Кажется, о действительной причине отказа его от капелланства лучше всего можно судить по воспоминаниям очевидца этого дела: «День ото дня пламенел он все больше любовью к непорочной Деве Марии. Encendiéndose de dia en dia mas el amor ardiente de la immaculada Virgen Maria». «К этому делу (капелланству) не чувствовал он никакого призвания, потому что хотел более удалиться и сосредоточиться, deseaba apartarse más у apretarse más» (Bruno, 16–379. Baruzi, 91). «Братство Кармеля совершенно Мариино, ordo Carmeli totus Marianus est». Вот почему и решает войти в него «любовью к непорочной Деве Марии пламенеющий» Жуан.
Ночью, однажды, «тайно ото всех», muy secretamente, по воспоминанию тех же свидетелей, – значит, вероятно, не сказав ничего никому, ни даже брату и матери, ушел он из больницы Св. Антония в кармелитскую обитель Св. Анны, где решил постричься (Bruno, 9–379).
A oscuras у segura
Рог la secreta escala disfrazada…
В темноте безопасной,
По лестнице тайной, невидимый, —
О, нежданное счастие! —
В темноте я бежал потихоньку,
Когда все успокоилось в доме моем, —
может быть, вспоминает он в «Темной Ночи», «Noche Oscura», об этом первом исходе своем из мира (Baruzi, 444. Hoorn., 5).
В том же 1563 году, 24 февраля, в день Св.
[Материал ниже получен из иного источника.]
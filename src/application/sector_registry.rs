//! Sector CRUD (spec.md §4.2).

use crate::domain::errors::{EngineError, EngineResult, NotFoundError};
use crate::domain::sector::Sector;
use crate::infrastructure::persistence::{DocumentName, PersistenceStore};
use chrono::Utc;
use std::sync::Arc;
use tracing::info;

#[derive(Debug, Default, Clone)]
pub struct SectorPatch {
    pub name: Option<String>,
    pub symbol: Option<String>,
    pub balance: Option<f64>,
    pub volatility: Option<f64>,
}

pub struct SectorRegistry {
    store: Arc<PersistenceStore>,
}

impl SectorRegistry {
    pub fn new(store: Arc<PersistenceStore>) -> Self {
        Self { store }
    }

    pub async fn create_sector(&self, name: String, symbol: Option<String>) -> EngineResult<Sector> {
        let sector = Sector::new(name, symbol, Utc::now());
        let created = sector.clone();
        self.store
            .atomic_update(DocumentName::Sectors, move |mut sectors: Vec<Sector>| {
                sectors.push(created.clone());
                sectors
            })
            .await
            .map_err(EngineError::from)?;
        info!(sector_id = %sector.id, symbol = %sector.symbol, "created sector");
        Ok(sector)
    }

    pub async fn update_sector(&self, id: uuid::Uuid, patch: SectorPatch) -> EngineResult<Sector> {
        let sectors = self
            .store
            .atomic_update(DocumentName::Sectors, move |mut sectors: Vec<Sector>| {
                if let Some(sector) = sectors.iter_mut().find(|s| s.id == id) {
                    if let Some(name) = patch.name.clone() {
                        sector.name = name;
                    }
                    if let Some(symbol) = patch.symbol.clone() {
                        sector.symbol = symbol;
                    }
                    if let Some(balance) = patch.balance {
                        sector.balance = balance;
                    }
                    if let Some(volatility) = patch.volatility {
                        sector.volatility = volatility;
                    }
                    sector.clamp_invariants();
                }
                sectors
            })
            .await
            .map_err(EngineError::from)?;

        sectors
            .into_iter()
            .find(|s| s.id == id)
            .ok_or(NotFoundError::Sector(id).into())
    }

    pub async fn get(&self, id: uuid::Uuid) -> EngineResult<Sector> {
        let sectors: Vec<Sector> = self.store.read(DocumentName::Sectors).await.map_err(EngineError::from)?;
        sectors.into_iter().find(|s| s.id == id).ok_or(NotFoundError::Sector(id).into())
    }

    pub async fn list(&self) -> EngineResult<Vec<Sector>> {
        self.store.read(DocumentName::Sectors).await.map_err(EngineError::from)
    }

    pub async fn save(&self, updated: Sector) -> EngineResult<()> {
        self.store
            .atomic_update(DocumentName::Sectors, move |mut sectors: Vec<Sector>| {
                if let Some(slot) = sectors.iter_mut().find(|s| s.id == updated.id) {
                    *slot = updated;
                } else {
                    sectors.push(updated);
                }
                sectors
            })
            .await
            .map_err(EngineError::from)?;
        Ok(())
    }
}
Евангелиста Матфея, пострижен был в иноки Братства Кармеля Жуан де Иэпес, под именем Жуана дэ Санто Матиа. Сами постригаемые, в те дни, избирали имена свои в монашестве. Соединением этих двух имен – первого евангелиста, Матфея, и последнего – Иоанна, Жуан предрек весь путь духовной жизни своей: от первого возвещения христианства к последнему его исполнению, от Евангелия к Апокалипсису, от настоящей Римской Церкви к Будущей Церкви Вселенской.
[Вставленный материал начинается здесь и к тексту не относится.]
//! Turns an untrusted `RawAgentResponse` into a canonical `AgentSignal`
//! (spec.md §4.3). The only producer of canonical signals; everything
//! downstream trusts its output unconditionally.

use crate::domain::signal::{Action, AgentSignal, RawAgentResponse, RejectedReason, RejectionCode};

/// Defaults the normalizer falls back on when the oracle omits a field.
#[derive(Debug, Clone, Copy)]
pub struct NormalizationContext<'a> {
    /// Sector risk profile in `[0, 100]`.
    pub sector_risk_profile: f64,
    /// Agent's last known confidence in `[0, 100]`.
    pub last_confidence: f64,
    pub confidence_delta: f64,
    pub allowed_symbols: &'a [String],
}

impl<'a> Default for NormalizationContext<'a> {
    fn default() -> Self {
        Self {
            sector_risk_profile: 50.0,
            last_confidence: 50.0,
            confidence_delta: 2.0,
            allowed_symbols: &[],
        }
    }
}

pub struct SignalNormalizer;

impl SignalNormalizer {
    pub fn normalize(
        agent_id: &str,
        raw: &RawAgentResponse,
        ctx: NormalizationContext,
    ) -> Result<AgentSignal, RejectedReason> {
        let action_token = raw.action.as_deref().or(raw.side.as_deref());
        let action = match action_token.and_then(Action::parse) {
            Some(a) => a,
            None => return Err(RejectedReason { code: RejectionCode::UnknownAction }),
        };

        let symbol = raw
            .symbol
            .as_deref()
            .map(|s| s.trim().to_ascii_uppercase())
            .unwrap_or_default();
        if !ctx.allowed_symbols.is_empty() && !ctx.allowed_symbols.iter().any(|s| s == &symbol) {
            return Err(RejectedReason { code: RejectionCode::SymbolNotAllowed });
        }

        let allocation_percent = match raw.allocation_percent {
            Some(v) => v.clamp(0.0, 100.0),
            None => default_allocation_percent(ctx.sector_risk_profile),
        };

        let confidence_0_100 = match raw.confidence {
            Some(v) => v.clamp(0.0, 100.0),
            None => (ctx.last_confidence + ctx.confidence_delta).clamp(0.0, 100.0),
        };

        let reasoning = raw.reasoning.as_deref().unwrap_or("").trim().to_string();
        if reasoning.is_empty() {
            return Err(RejectedReason { code: RejectionCode::EmptyReasoning });
        }

        let win_rate = raw.win_rate.unwrap_or(0.5).clamp(0.0, 1.0);

        Ok(AgentSignal {
            agent_id: agent_id.to_string(),
            action,
            confidence: confidence_0_100 / 100.0,
            symbol,
            allocation_percent,
            reasoning,
            win_rate,
        })
    }
}

/// Monotone piecewise-linear mapping of sector risk profile to a default
/// allocation percent: 0-33 -> 10-15%, 33-66 -> 15-25%, 66-100 -> 20-30%.
fn default_allocation_percent(risk_profile: f64) -> f64 {
    let risk_profile = risk_profile.clamp(0.0, 100.0);
    if risk_profile <= 33.0 {
        lerp(risk_profile, 0.0, 33.0, 10.0, 15.0)
    } else if risk_profile <= 66.0 {
        lerp(risk_profile, 33.0, 66.0, 15.0, 25.0)
    } else {
        lerp(risk_profile, 66.0, 100.0, 20.0, 30.0)
    }
}

fn lerp(x: f64, x0: f64, x1: f64, y0: f64, y1: f64) -> f64 {
    if (x1 - x0).abs() < f64::EPSILON {
        return y0;
    }
    y0 + (y1 - y0) * (x - x0) / (x1 - x0)
}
Когда, стоя на коленях перед жертвенником, только что облеченный в нижнюю черную рясу и верхнюю, белую, как бы под солнечною, белою ризою самой Царицы Небесной, Жуан произносил обет «послушания, целомудрия и бедности Богу и Блаженной Деве Марии Горы Кармеля, Beatae Virgini Mariae de Monte Carmelo», – может быть, впервые лицо его озарилось светом того, что некогда будет «неземным восторгом», Экстазом св. Иоанна Креста.
Вдруг, подняв глаза, увидел он, как луч, упавший от лампады на золотую дароносицу, затеплился звездой в янтарном сумраке, и вспомнилась ему увиденная им из глубины мединского колодца, чудесного спасения вестница, Дневная Звезда.
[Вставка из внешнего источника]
//! Wraps a `ReasoningOracle` with the per-call timeout and retry policy from
//! spec.md §5: default 10s timeout, 2 retries, exponential back-off. Runs
//! outside any `PersistenceStore` lock.

use super::request::{OracleRequest, ReasoningOracle};
use crate::domain::errors::OracleError;
use std::sync::Arc;
use std::time::Duration;
use tracing::warn;

pub struct OracleClient {
    oracle: Arc<dyn ReasoningOracle>,
    timeout: Duration,
    max_retries: u32,
}

impl OracleClient {
    pub fn new(oracle: Arc<dyn ReasoningOracle>, timeout: Duration, max_retries: u32) -> Self {
        Self {
            oracle,
            timeout,
            max_retries,
        }
    }

    /// Calls the oracle, retrying on timeout/transport failure with
    /// exponential back-off (base 200ms). On exhaustion, returns the last error.
    pub async fn call(&self, request: OracleRequest) -> Result<String, OracleError> {
        let mut attempt = 0;
        loop {
            let result = tokio::time::timeout(self.timeout, self.oracle.respond(request.clone())).await;
            match result {
                Ok(Ok(text)) => return Ok(text),
                Ok(Err(e)) if attempt >= self.max_retries => return Err(e),
                Err(_elapsed) if attempt >= self.max_retries => {
                    return Err(OracleError::Timeout(self.timeout))
                }
                Ok(Err(e)) => {
                    warn!(attempt, error = %e, "oracle call failed, retrying");
                }
                Err(_elapsed) => {
                    warn!(attempt, timeout_ms = self.timeout.as_millis(), "oracle call timed out, retrying");
                }
            }
            let backoff = Duration::from_millis(200 * 2u64.pow(attempt));
            tokio::time::sleep(backoff).await;
            attempt += 1;
        }
    }
}

#[cfg(test)]
mod tests {
    use super::*;
    use async_trait::async_trait;
    use std::sync::atomic::{AtomicU32, Ordering};

    struct FlakyOracle {
        failures_remaining: AtomicU32,
    }

    #[async_trait]
    impl ReasoningOracle for FlakyOracle {
        async fn respond(&self, _request: OracleRequest) -> Result<String, OracleError> {
            if self.failures_remaining.fetch_sub(1, Ordering::SeqCst) > 0 {
                Err(OracleError::Transport("connection reset".into()))
            } else {
                Ok(r#"{"action":"HOLD"}"#.to_string())
            }
        }
    }

    fn req() -> OracleRequest {
        OracleRequest {
            system_prompt: String::new(),
            user_prompt: String::new(),
            json_mode: true,
        }
    }

    #[tokio::test]
    async fn succeeds_after_retrying_transient_failures() {
        let oracle = Arc::new(FlakyOracle {
            failures_remaining: AtomicU32::new(2),
        });
        let client = OracleClient::new(oracle, Duration::from_secs(1), 2);
        let result = client.call(req()).await.unwrap();
        assert!(result.contains("HOLD"));
    }

    #[tokio::test]
    async fn exhausts_retries_and_returns_last_error() {
        let oracle = Arc::new(FlakyOracle {
            failures_remaining: AtomicU32::new(10),
        });
        let client = OracleClient::new(oracle, Duration::from_secs(1), 1);
        let result = client.call(req()).await;
        assert!(result.is_err());
    }
}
Ave Maria пели иноки, а Жуан шептал свою, только что в сердце его рожденную молитву:
Ave Stella Diurna!
Радуйся, Звезда Дневная!
Радуйся, Матерь Всепетая!
Радуйся, Дева Пречистая,
Всех упавших в колодец спасение!
Знал он, что, сколько бы ни погружался в глубокие воды колодца, – вынырнет, увидит Дневную Звезду и будет Ею спасен.
Так исполнилась молитва Каталины: «Матерь Божия, сына моего Ты спасла; да будет же он слугою Твоим во веки веков!»